Atatürk Cultural Center is a building complex for cultural events in Mersin, Turkey. Its full name is "Yenişehir Municipaty Atatürk Cultural Center" (Yenişehir Belediyesi Atatürk Kültür Merkezi). Yenişehir is a central municipality in Mersin. Together with Mersin Halkevi and Mersin Congress and Exhibition Center this complex is used for the cultural activities in Mersin.

==Geography==
The building at is on the 13th boulevard which runs parallel to the Mediterranean Sea coast. The municipality building is about 900 m to the south east of the complex.

==History==
In 2012, the Yenişehir mayor İbrahim Genç gave the approximate construction period as 1.5 years.
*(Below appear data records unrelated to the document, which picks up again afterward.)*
use crate::common::*;

#[async_trait]
pub trait ChartService: Send + Sync {
    #[doc = "
        Render a pie chart image and save it to `output_path`, replacing any
        previous file at that path.
        # Arguments
        * `title` - Chart title
        * `labels` - One label per slice
        * `values` - One value per slice, same length as `labels`
        * `output_path` - Path where the chart image will be saved
    "]
    async fn generate_pie_chart(
        &self,
        title: &str,
        labels: Vec<String>,
        values: Vec<u64>,
        output_path: &Path,
    ) -> anyhow::Result<()>;

    #[doc = "
        Render a title-plus-notice placeholder image for the case where there
        is nothing to chart. Same overwrite policy as `generate_pie_chart`.
    "]
    async fn generate_placeholder_chart(
        &self,
        title: &str,
        notice: &str,
        output_path: &Path,
    ) -> anyhow::Result<()>;
}
use crate::common::*;

#[doc = r#"
    TOML 형식의 설정 파일을 읽어와서 지정된 구조체 타입으로 역직렬화하는 제네릭 함수.

    서버 설정 파일을 TOML 형식으로 관리하며, 이 함수를 통해 타입 안전하게 구조체로 변환한다.

    1. 지정된 경로의 TOML 파일을 문자열로 읽어온다
    2. `toml::from_str()`을 사용하여 TOML 문자열을 제네릭 타입 T로 파싱
    3. 파일 읽기나 파싱 실패 시 적절한 오류 반환

    # Type Parameters
    * `T` - `DeserializeOwned` 트레이트를 구현한 구조체 타입

    # Arguments
    * `file_path` - 읽을 TOML 파일의 절대 경로 또는 상대 경로

    # Returns
    * `Result<T, anyhow::Error>` - 성공 시 파싱된 구조체, 실패 시 오류
"#]
pub fn read_toml_from_file<T: DeserializeOwned>(file_path: &str) -> Result<T, anyhow::Error> {
    let toml_content: String = fs::read_to_string(file_path).map_err(|e| {
        anyhow!(
            "[io_utils->read_toml_from_file] Failed to read '{}': {:?}",
            file_path,
            e
        )
    })?;

    let parsed: T = toml::from_str(&toml_content).map_err(|e| {
        anyhow!(
            "[io_utils->read_toml_from_file] Failed to parse '{}': {:?}",
            file_path,
            e
        )
    })?;

    Ok(parsed)
}
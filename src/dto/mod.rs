pub mod order_load_result;
pub mod product_forecast;
pub mod report_context;
pub mod weekly_order_pivot;
pub mod yearly_order_count;
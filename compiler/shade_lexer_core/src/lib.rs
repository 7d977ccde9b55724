//! Low-level scanner for Shade.
//!
//! Turns shader source text into a lossless stream of typed tokens
//! (`word`, `number`, `symbol`, `whitespace`, `unknown`). Concatenating the
//! text of every token reproduces the line-ending-normalized source exactly.
//!
//! # Layers
//!
//! - [`SourceBuffer`]: owns the normalized text plus a sentinel-terminated
//!   byte copy, so scanning loops never need explicit bounds checks.
//! - [`Cursor`]: character-class scanning primitives over the buffer, with a
//!   running line counter.
//! - [`Lexer`]: dispatches on the current byte and produces [`Token`]s,
//!   resolving punctuation through a longest-match [`SymbolTable`].
//!
//! Nothing here knows about keywords or categories; classification lives in
//! `shade_lang`, and the edit session in `shade_edit` builds on both.

mod cursor;
mod scanner;
mod source_buffer;
mod symbol;
mod tag;

pub use cursor::Cursor;
pub use scanner::{Lexer, Token};
pub use source_buffer::{normalize_line_endings, SourceBuffer};
pub use symbol::{SymbolClass, SymbolTable, SymbolTableError};
pub use tag::TokenKind;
The center was opened in October 2014.

==The building==
The total area of the complex is 28000 m2 including 300-car-capacity parking lot. The building base area is 7000 m2 and the total area of the building (including upper floors) is 22000 m2. There are three halls; a 1500-sitting-capacity big hall, a 500-sitting-capacity ballet hall and a 500-sitting-capacity conference center. The big hall is equipped with an orchestra pit and a 29 m ceiling tower. There are also smaller halls of 25–150 sitting capacity as well as various facilities such as restaurants, dressing rooms etc.